NET supposedly is the "sophisticated" tool used by the committee.... I can see New Mexico and Colorado getting in, with a higher NET. That makes sense.
Why will Indiana State get left out???? This is total BS.
IMO, New Mexico has really underperformed expectations this year while Colorado has been a mixed bag in a weaker than usual conference.
As for Indiana State, I'd definitely put them in ahead of New Mexico but probably not Colorado.
As for both Virginia and Seton Hall, NET rankings aside, I think both of those teams are better than Indiana State. Seton Hall is sneaky good and Virginia is pretty solid. I'd be pretty surprised if Indiana State could beat either of those teams if they played.
IMO, Virginia has one bad loss (Notre Dame). Seton Hall has a bad loss to Rutgers. Seton Hall has, what I would say is a bad loss to USC but it was back in November when USC was ranked #23.

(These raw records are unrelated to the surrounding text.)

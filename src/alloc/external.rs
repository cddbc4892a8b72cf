//! Caller-owned state pool.

use super::validation::{validate_slots, PoolError};
use super::{is_declared_as, AllocationStrategy, Allocator, StateHandle};
use crate::core::{State, StateId, StateSet};
use std::fmt;
use std::sync::Arc;
use stillwater::validation::Validation;
use tracing::warn;

/// Wrap a state instance as a pool slot.
pub fn slot<Ctx, T: State<Ctx>>(state: T) -> Arc<dyn State<Ctx>> {
    Arc::new(state)
}

/// Pool of instances owned by the caller, indexed by state identifier.
///
/// The engine only reads the array: `acquire` hands out the slot at the
/// requested identifier and `release` gives nothing back to free. The
/// caller keeps its own `Arc` to the array and decides when the instances
/// die.
///
/// # Example
///
/// ```rust
/// use std::sync::Arc;
/// use stator::alloc::{slot, ExternalPool};
/// use stator::core::State;
/// use stator::state_set;
///
/// #[derive(Default)]
/// struct On;
/// #[derive(Default)]
/// struct Off;
///
/// impl State<()> for On {
///     fn on_enter(&self, _: &mut ()) {}
///     fn on_exit(&self, _: &mut ()) {}
/// }
///
/// impl State<()> for Off {
///     fn on_enter(&self, _: &mut ()) {}
///     fn on_exit(&self, _: &mut ()) {}
/// }
///
/// state_set! {
///     struct Switch: () {
///         On,
///         Off,
///     }
/// }
///
/// let slots: Arc<[Arc<dyn State<()>>]> = Arc::from(vec![slot(On), slot(Off)]);
/// let pool = ExternalPool::validated::<Switch>(Arc::clone(&slots)).unwrap();
/// assert_eq!(pool.len(), 2);
/// ```
pub struct ExternalPool<Ctx> {
    slots: Arc<[Arc<dyn State<Ctx>>]>,
}

impl<Ctx: 'static> ExternalPool<Ctx> {
    /// Use `slots` as-is.
    ///
    /// A pool shorter than the declared set makes acquisition of the
    /// missing identifiers fail; the machine reports that as an
    /// allocation failure.
    pub fn new(slots: impl Into<Arc<[Arc<dyn State<Ctx>>]>>) -> Self {
        Self {
            slots: slots.into(),
        }
    }

    /// Use `slots` after checking them against the members of `S`.
    pub fn validated<S>(slots: impl Into<Arc<[Arc<dyn State<Ctx>>]>>) -> Result<Self, PoolError>
    where
        S: StateSet<Context = Ctx>,
    {
        let slots = slots.into();
        match validate_slots::<S>(&slots) {
            Validation::Success(()) => Ok(Self { slots }),
            Validation::Failure(violations) => {
                let error = PoolError::from_violations(&violations);
                warn!(set = S::NAME, %error, "external pool rejected");
                Err(error)
            }
        }
    }

    pub fn slots(&self) -> &Arc<[Arc<dyn State<Ctx>>]> {
        &self.slots
    }

    pub fn len(&self) -> usize {
        self.slots.len()
    }

    pub fn is_empty(&self) -> bool {
        self.slots.is_empty()
    }
}

impl<Ctx> Clone for ExternalPool<Ctx> {
    fn clone(&self) -> Self {
        Self {
            slots: Arc::clone(&self.slots),
        }
    }
}

impl<Ctx> fmt::Debug for ExternalPool<Ctx> {
    fn fmt(&self, f: &mut fmt::Formatter<'_>) -> fmt::Result {
        f.debug_struct("ExternalPool")
            .field("slots", &self.slots.len())
            .finish()
    }
}

impl<S: StateSet> Allocator<S> for ExternalPool<S::Context> {
    fn strategy(&self) -> AllocationStrategy {
        AllocationStrategy::ExternalPool
    }

    fn acquire(&mut self, id: StateId) -> Option<StateHandle<S::Context>> {
        let state = self.slots.get(id.index())?;
        if !is_declared_as::<S>(id, &**state) {
            warn!(
                set = S::NAME,
                expected = S::name_of(id),
                found = state.name(),
                slot = id.index(),
                "external pool slot holds the wrong state type"
            );
            return None;
        }
        Some(StateHandle::shared(id, Arc::clone(state)))
    }
}
#[cfg(test)]
mod tests {
    use super::*;
    use crate::alloc::slot;
    use crate::core::State;
    use std::panic::{catch_unwind, AssertUnwindSafe};

    #[derive(Default)]
    struct Journal {
        events: Vec<&'static str>,
        fail_entry: bool,
        fail_effect: bool,
    }

    #[derive(Default)]
    struct Idle;
    #[derive(Default)]
    struct Active;
    #[derive(Default)]
    struct Fragile;

    impl State<Journal> for Idle {
        fn on_enter(&self, ctx: &mut Journal) {
            ctx.events.push("enter idle");
        }

        fn on_exit(&self, ctx: &mut Journal) {
            ctx.events.push("exit idle");
        }
    }

    impl State<Journal> for Active {
        fn on_enter(&self, ctx: &mut Journal) {
            ctx.events.push("enter active");
        }

        fn on_exit(&self, ctx: &mut Journal) {
            ctx.events.push("exit active");
        }
    }

    impl State<Journal> for Fragile {
        fn on_enter(&self, ctx: &mut Journal) {
            if ctx.fail_entry {
                panic!("fragile entry");
            }
            ctx.events.push("enter fragile");
        }

        fn on_exit(&self, ctx: &mut Journal) {
            ctx.events.push("exit fragile");
        }
    }

    crate::transition!(Idle => Active for Journal, |ctx| ctx.events.push("activate"));
    crate::transition!(Active => Idle for Journal, |ctx| {
        if ctx.fail_effect {
            panic!("deactivate effect");
        }
    });
    crate::transition!(Idle => Fragile for Journal);

    crate::state_set! {
        struct Worker: Journal {
            Idle,
            Active,
            Fragile,
        }
        transitions {
            Idle => Active,
            Active => Idle,
        }
    }

    #[test]
    fn start_enters_initial_state() {
        let mut journal = Journal::default();
        let mut machine = LazyMachine::<Worker>::lazy();

        machine.start::<Idle>(&mut journal).unwrap();

        assert_eq!(machine.lifecycle(), Lifecycle::Running);
        assert!(machine.is_in::<Idle>());
        assert_eq!(machine.current_state_name(), Some("Idle"));
        assert_eq!(journal.events, vec!["enter idle"]);
    }

    #[test]
    fn second_start_is_rejected_without_hooks() {
        let mut journal = Journal::default();
        let mut machine = LazyMachine::<Worker>::lazy();
        machine.start::<Idle>(&mut journal).unwrap();

        let result = machine.start::<Active>(&mut journal);

        assert!(matches!(
            result,
            Err(MachineError::AlreadyRunning { state: "Idle", .. })
        ));
        assert!(machine.is_in::<Idle>());
        assert_eq!(journal.events, vec!["enter idle"]);
    }

    #[test]
    fn transition_runs_exit_effect_entry_in_order() {
        let mut journal = Journal::default();
        let mut machine = LazyMachine::<Worker>::lazy();
        machine.start::<Idle>(&mut journal).unwrap();
        journal.events.clear();

        machine.transition::<Idle, Active>(&mut journal).unwrap();

        assert_eq!(journal.events, vec!["exit idle", "activate", "enter active"]);
        assert!(machine.current_state_as::<Active>().is_some());
        assert!(machine.current_state_as::<Idle>().is_none());
    }

    #[test]
    fn transition_before_start_reports_not_running() {
        let mut journal = Journal::default();
        let mut machine = LazyMachine::<Worker>::lazy();

        let result = machine.transition::<Idle, Active>(&mut journal);
        assert!(matches!(result, Err(MachineError::NotRunning { .. })));
        assert!(journal.events.is_empty());
    }

    #[test]
    fn transition_by_id_uses_runtime_table() {
        let mut journal = Journal::default();
        let mut machine = LazyMachine::<Worker>::lazy();
        machine.start::<Idle>(&mut journal).unwrap();

        let idle = <Idle as Member<Worker>>::state_id();
        let active = <Active as Member<Worker>>::state_id();
        let fragile = <Fragile as Member<Worker>>::state_id();

        machine.transition_by_id(idle, active, &mut journal).unwrap();
        assert!(machine.is_in::<Active>());

        // Registered through the trait but not listed in the table.
        let result = machine.transition_by_id(active, fragile, &mut journal);
        assert!(matches!(
            result,
            Err(MachineError::UnregisteredTransition {
                from: "Active",
                to: "Fragile",
                ..
            })
        ));

        let result = machine.transition_by_id(active, StateId::new(99), &mut journal);
        assert!(matches!(result, Err(MachineError::UnknownState { .. })));
        assert!(machine.is_in::<Active>());
    }

    #[test]
    fn failed_target_allocation_keeps_source_state() {
        let slots: Vec<Arc<dyn State<Journal>>> = vec![slot(Idle), slot(Active)];
        let mut machine = ExternalMachine::<Worker>::external(ExternalPool::new(slots));
        let mut journal = Journal::default();
        machine.start::<Idle>(&mut journal).unwrap();
        journal.events.clear();

        let result = machine.transition::<Idle, Fragile>(&mut journal);

        assert!(matches!(
            result,
            Err(MachineError::AllocationFailed {
                state: "Fragile",
                strategy: AllocationStrategy::ExternalPool,
                ..
            })
        ));
        assert!(journal.events.is_empty());
        assert!(machine.is_in::<Idle>());
        assert!(machine.is_running());
    }

    #[test]
    fn panicking_hook_interrupts_the_machine() {
        let mut journal = Journal::default();
        let mut machine = LazyMachine::<Worker>::lazy();
        machine.start::<Idle>(&mut journal).unwrap();
        journal.fail_entry = true;

        let outcome = catch_unwind(AssertUnwindSafe(|| {
            machine.transition::<Idle, Fragile>(&mut journal)
        }));
        assert!(outcome.is_err());

        assert_eq!(machine.lifecycle(), Lifecycle::Interrupted);
        assert!(machine.is_in::<Fragile>());
        assert!(matches!(
            machine.transition::<Active, Idle>(&mut journal),
            Err(MachineError::Interrupted { .. })
        ));
        assert!(matches!(
            machine.start::<Idle>(&mut journal),
            Err(MachineError::Interrupted { .. })
        ));

        journal.events.clear();
        machine.stop(&mut journal);
        assert!(journal.events.is_empty());
        assert_eq!(machine.lifecycle(), Lifecycle::Stopped);

        journal.fail_entry = false;
        machine.start::<Idle>(&mut journal).unwrap();
        assert!(machine.is_in::<Idle>());
    }

    #[test]
    fn panicking_effect_leaves_target_current_without_entry() {
        let mut journal = Journal::default();
        let mut machine = LazyMachine::<Worker>::lazy();
        machine.start::<Active>(&mut journal).unwrap();
        journal.events.clear();
        journal.fail_effect = true;

        let outcome = catch_unwind(AssertUnwindSafe(|| {
            machine.transition::<Active, Idle>(&mut journal)
        }));
        assert!(outcome.is_err());

        assert_eq!(journal.events, vec!["exit active"]);
        assert_eq!(machine.lifecycle(), Lifecycle::Interrupted);
        assert!(machine.is_in::<Idle>());
        assert!(matches!(
            machine.checkpoint(),
            Err(MachineError::Interrupted { .. })
        ));

        machine.stop(&mut journal);
        assert_eq!(journal.events, vec!["exit active"]);
        assert_eq!(machine.lifecycle(), Lifecycle::Stopped);
    }

    #[test]
    fn start_fails_when_the_pool_has_no_slot() {
        let slots: Vec<Arc<dyn State<Journal>>> = vec![slot(Idle), slot(Active)];
        let mut machine = ExternalMachine::<Worker>::external(ExternalPool::new(slots));
        let mut journal = Journal::default();

        let result = machine.start::<Fragile>(&mut journal);

        assert!(matches!(
            result,
            Err(MachineError::AllocationFailed {
                state: "Fragile",
                strategy: AllocationStrategy::ExternalPool,
                ..
            })
        ));
        assert_eq!(machine.lifecycle(), Lifecycle::Unstarted);
        assert!(machine.current_state_id().is_none());
        assert!(journal.events.is_empty());

        machine.start::<Idle>(&mut journal).unwrap();
        assert!(machine.is_in::<Idle>());
    }

    #[test]
    fn swapped_pool_slots_are_refused() {
        let slots: Vec<Arc<dyn State<Journal>>> = vec![slot(Active), slot(Idle), slot(Fragile)];
        let mut machine = ExternalMachine::<Worker>::external(ExternalPool::new(slots));
        let mut journal = Journal::default();

        let result = machine.start::<Idle>(&mut journal);
        assert!(matches!(
            result,
            Err(MachineError::AllocationFailed { state: "Idle", .. })
        ));
        assert_eq!(machine.lifecycle(), Lifecycle::Unstarted);

        machine.start::<Fragile>(&mut journal).unwrap();
        assert!(machine.is_in::<Fragile>());
        assert_eq!(journal.events, vec!["enter fragile"]);
    }

    #[test]
    fn stop_runs_exit_and_is_idempotent() {
        let mut journal = Journal::default();
        let mut machine = LazyMachine::<Worker>::lazy();
        machine.stop(&mut journal);
        assert_eq!(machine.lifecycle(), Lifecycle::Unstarted);

        machine.start::<Active>(&mut journal).unwrap();
        machine.stop(&mut journal);
        machine.stop(&mut journal);

        assert_eq!(journal.events, vec!["enter active", "exit active"]);
        assert_eq!(machine.lifecycle(), Lifecycle::Stopped);
        assert!(machine.current_state_id().is_none());
    }

    #[test]
    fn reset_skips_hooks() {
        let mut journal = Journal::default();
        let mut machine = LazyMachine::<Worker>::lazy();
        machine.start::<Idle>(&mut journal).unwrap();

        machine.reset();

        assert_eq!(journal.events, vec!["enter idle"]);
        assert_eq!(machine.lifecycle(), Lifecycle::Unstarted);
    }

    #[test]
    fn save_and_load_move_the_handle_without_hooks() {
        let mut journal = Journal::default();
        let mut source = LazyMachine::<Worker>::lazy();
        let mut target = LazyMachine::<Worker>::lazy();
        let mut buffer = HandoffBuffer::<Worker>::new();
        source.start::<Active>(&mut journal).unwrap();

        assert_eq!(source.save(&mut buffer), HANDLE_SIZE);
        assert_eq!(source.lifecycle(), Lifecycle::Suspended);
        assert!(source.current_state_id().is_none());
        assert_eq!(buffer.state_name(), Some("Active"));

        assert_eq!(target.load(&mut buffer), HANDLE_SIZE);
        assert!(target.is_in::<Active>());
        assert!(buffer.is_empty());
        assert_eq!(journal.events, vec!["enter active"]);

        assert!(matches!(
            source.transition::<Active, Idle>(&mut journal),
            Err(MachineError::NotRunning { .. })
        ));
    }

    #[test]
    fn save_and_load_soft_failures_change_nothing() {
        let mut journal = Journal::default();
        let mut machine = LazyMachine::<Worker>::lazy();
        let mut small = HandoffBuffer::<Worker>::with_capacity(HANDLE_SIZE - 1);
        let mut buffer = HandoffBuffer::<Worker>::new();

        assert_eq!(machine.save(&mut buffer), 0);
        assert_eq!(machine.load(&mut buffer), 0);

        machine.start::<Idle>(&mut journal).unwrap();
        assert_eq!(machine.save(&mut small), 0);
        assert!(machine.is_in::<Idle>());

        let mut other = LazyMachine::<Worker>::lazy();
        other.start::<Active>(&mut journal).unwrap();
        assert_eq!(other.save(&mut buffer), HANDLE_SIZE);

        // Occupied buffer, and a running machine refusing a load.
        assert_eq!(machine.save(&mut buffer), 0);
        assert_eq!(machine.load(&mut buffer), 0);
        assert_eq!(buffer.state_name(), Some("Active"));
        assert!(machine.is_in::<Idle>());
    }

    #[test]
    fn checkpoint_restore_skips_entry_hook() {
        let mut journal = Journal::default();
        let mut machine = LazyMachine::<Worker>::lazy();
        machine.start::<Active>(&mut journal).unwrap();

        let checkpoint = machine.checkpoint().unwrap();
        assert_eq!(checkpoint.state_name, "Active");
        assert_eq!(checkpoint.strategy, AllocationStrategy::Lazy);

        let shared = SharedPool::<Worker>::shared();
        let mut restored = InternalMachine::<Worker>::internal(Arc::clone(&shared));
        restored.restore(&checkpoint).unwrap();

        assert!(restored.is_in::<Active>());
        assert_eq!(journal.events, vec!["enter active"]);
        assert!(matches!(
            restored.restore(&checkpoint),
            Err(MachineError::AlreadyRunning { .. })
        ));
    }

    #[test]
    fn checkpoint_requires_a_running_state() {
        let machine = LazyMachine::<Worker>::lazy();
        assert!(matches!(
            machine.checkpoint(),
            Err(MachineError::NotRunning { .. })
        ));
    }
}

But there's a lot of parity in NCAA hoops so teams lose nowadays, even the best teams.
As for Indiana State, the losses to Illinois State and SIU stand out. I'm also not in love with the loss to Michigan State though that team did go on a bit of a run in the B1G which is another conference that was particularly down and weak this year. But they just don't have any wins over non-MVC teams that impress me all that much but I'd still slot them in ahead of New Mexico.
With all of that said, I really don't like conference tournaments determining automatic bids. For example, you have a team like a Merrimack or Central Connecticut who kick azz in their conference and then get upset in one game and now the conference representative is Wagner who went 16-15 (7-9 in the NEC) or you have the Big South where High Point, UNC Asheville and even Gardner-Webb had really good seasons but the representative is Longwood who went 6-10 in conference. Actually...maybe Longwood is not yet eligible for the postseason (which is dumb) and it defaults to UNC Asheville (who lost in the Conf Final). But it happens elsewhere as well.
In the Big Sky, the rep is Montana State (17-17, 9-9) when Eastern Washington is by far the best team in that conference and both Northern Colorado and Montana are also well deserving.
The rep of the A-10 will not be one of the 4 best teams in the conference.
Temple is one of 4 teams that could potentially represent the AAC.
UTEP could represent CUSA.
Kent State could represent the MAC.
The rep of the MEAC will be either Howard (17-16) or Delaware State (15-17) when the best team was Norfolk State who went 22-11.
I know I complain about this every year but I just want to see conferences get represented by their best teams and to disregard the regular season and leave it up to a single elimination tournament where literally anything can happen sure makes for great entertainment but it really robs the NCAA Tournament of the best teams.
I know they'd never do it and I'm sure it would be loaded with tomfoolery, but ideally I'd award an auto-bid to all regular season conference champs and then a 2nd bid to any team that wins it's conf tournament. But that would mean some mediocre Major conference teams wouldn't get in like Wake Forest or Colorado or Oregon and we all know the powers that be need those teams in and really couldn't give a rat's azz about Norfolk State, Central Connecticut or Indiana State.
Anway...tl;dr....I don't like the selection process.